Zondag 20 juni 2021
Hij breekt. Met het hoofd bijna tussen de
knieën. Snikkend. En weer komen bij hem de tranen, de schreeuw blijft ergens
tussen hen in hangen. Het is voor het eerst dat zij dit meemaakt. Troostend
legt zij de hand op zijn schouder. Weet niet wat er in hem gebeurt. Weet niet
waar die uitbarsting vanuit het niets vandaan komt.
In haar nog jonge leven heeft zij al veel
meegemaakt. En daarom schrikt zij niet. Haar handelingen volgen bijna
automatisch. Zachtjes gaat de hand van schouder naar arm, terug omhoog en glijdt
over de rug. Dan legt hij zijn hoofd op haar schouder. De tranenstroom is niet te stuiten en haar blouse wordt eerst
vochtig en daarna nat. Zij merkt dat, hij niet. Pas na een kwartier komt er een
einde aan het hikken en het snikken. Geen woord wordt er tussen hen gesproken,
elkaar alleen maar vasthouden. Zij knuffelt, hij zoent; dankbaar.

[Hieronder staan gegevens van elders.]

use smallvec::SmallVec;

use crate::expression::ast::{AssignOp, BinaryOp, Expr, UnaryOp};
use crate::expression::builtin::fmod;
use crate::runtime::env::Environment;

impl Expr {
    /// Evaluate against `env`.
    ///
    /// Evaluation never fails: unbound names read as `0` (and are reported to the environment),
    /// `math.mod` by zero is `0`, and division by zero follows IEEE rules. Callers that need a
    /// finite value should go through [`Environment::safe_resolve`].
    pub fn evaluate<E: Environment + ?Sized>(&self, env: &mut E) -> f32 {
        match self {
            Self::Constant(v) => *v,
            Self::Ref { scope, name } => match env.resolve(*scope, name) {
                Some(v) => v,
                None => {
                    env.report_unbound(*scope, name);
                    0.0
                }
            },
            Self::Unary { op, expr } => {
                let v = expr.evaluate(env);
                match op {
                    UnaryOp::Neg => -v,
                    UnaryOp::Not => truth(v == 0.0),
                }
            }
            Self::Binary { op, left, right } => match op {
                BinaryOp::And => {
                    if left.evaluate(env) == 0.0 {
                        0.0
                    } else {
                        truth(right.evaluate(env) != 0.0)
                    }
                }
                BinaryOp::Or => {
                    if left.evaluate(env) != 0.0 {
                        1.0
                    } else {
                        truth(right.evaluate(env) != 0.0)
                    }
                }
                _ => {
                    let l = left.evaluate(env);
                    let r = right.evaluate(env);
                    apply_binary(*op, l, r)
                }
            },
            Self::Ternary {
                cond,
                then,
                otherwise,
            } => {
                if cond.evaluate(env) != 0.0 {
                    then.evaluate(env)
                } else {
                    otherwise.evaluate(env)
                }
            }
            Self::Assign {
                op,
                scope,
                name,
                value,
            } => {
                let rhs = value.evaluate(env);
                let out = match op {
                    AssignOp::Set => rhs,
                    _ => {
                        let cur = env.resolve(*scope, name).unwrap_or(0.0);
                        apply_assign(*op, cur, rhs)
                    }
                };
                env.assign(*scope, name, out);
                out
            }
            Self::Sequence(stmts) => {
                let mut last = 0.0;
                for s in stmts {
                    last = s.evaluate(env);
                }
                last
            }
            Self::Call { func, args } => {
                let vals: SmallVec<[f32; 4]> = args.iter().map(|a| a.evaluate(env)).collect();
                func.apply(&vals, &mut || env.next_random())
            }
        }
    }
}

pub(crate) fn truth(b: bool) -> f32 {
    if b { 1.0 } else { 0.0 }
}

/// Non-short-circuit binary arithmetic on evaluated operands.
pub(crate) fn apply_binary(op: BinaryOp, l: f32, r: f32) -> f32 {
    match op {
        BinaryOp::Add => l + r,
        BinaryOp::Sub => l - r,
        BinaryOp::Mul => l * r,
        BinaryOp::Div => l / r,
        BinaryOp::Mod => fmod(l, r),
        BinaryOp::Eq => truth(l == r),
        BinaryOp::Ne => truth(l != r),
        BinaryOp::Lt => truth(l < r),
        BinaryOp::Le => truth(l <= r),
        BinaryOp::Gt => truth(l > r),
        BinaryOp::Ge => truth(l >= r),
        BinaryOp::And => truth(l != 0.0 && r != 0.0),
        BinaryOp::Or => truth(l != 0.0 || r != 0.0),
    }
}

fn apply_assign(op: AssignOp, cur: f32, rhs: f32) -> f32 {
    match op {
        AssignOp::Set => rhs,
        AssignOp::Add => cur + rhs,
        AssignOp::Sub => cur - rhs,
        AssignOp::Mul => cur * rhs,
        AssignOp::Div => cur / rhs,
    }
}

#[cfg(test)]
#[path = "../../tests/unit/expression/eval.rs"]
mod tests;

Elf dagen later, de zon zakt langzaam weg. Op
tafel staan kaarsjes. In een schaal wat stukjes stokbrood, ernaast een
kaasplankje en enkele sausjes. In zijn ogen twinkelen sterretjes, de maan piept
omhoog. In een ooghoek verschijnt een eerste traan. Even later biggelt de traan
over de wang en verdwijnt in de volle baard. Hij zucht diep en vertelt met
horten en stoten, vol lange uithalen zijn verhaal. Het verhaal van die ene dag,
de dag waarop zijn leven is veranderd. En ieder jaar komt de herinnering daaraan
terug.
Het verdriet slijt nooit, alleen hij heeft er
in de loop der jaren wel beter mee leren omgaan. En zij weet: laat hem maar
even.
De avondzon zakte langzaam weg. Het was een warme dag geweest en de avond voelde nog heerlijk zwoel aan. Met een zucht liet zij zich in de terrasstoel zakken en dacht terug aan een zelfde soort warme avond lang geleden toen....
Opa IJsbeer
PS
geschreven voor de maanduitdaging juni 2021 van Schrijvelarij. Bedoeling is om een verhaal af te maken. Ik heb dat gedeelte als laatste alinea gebruikt.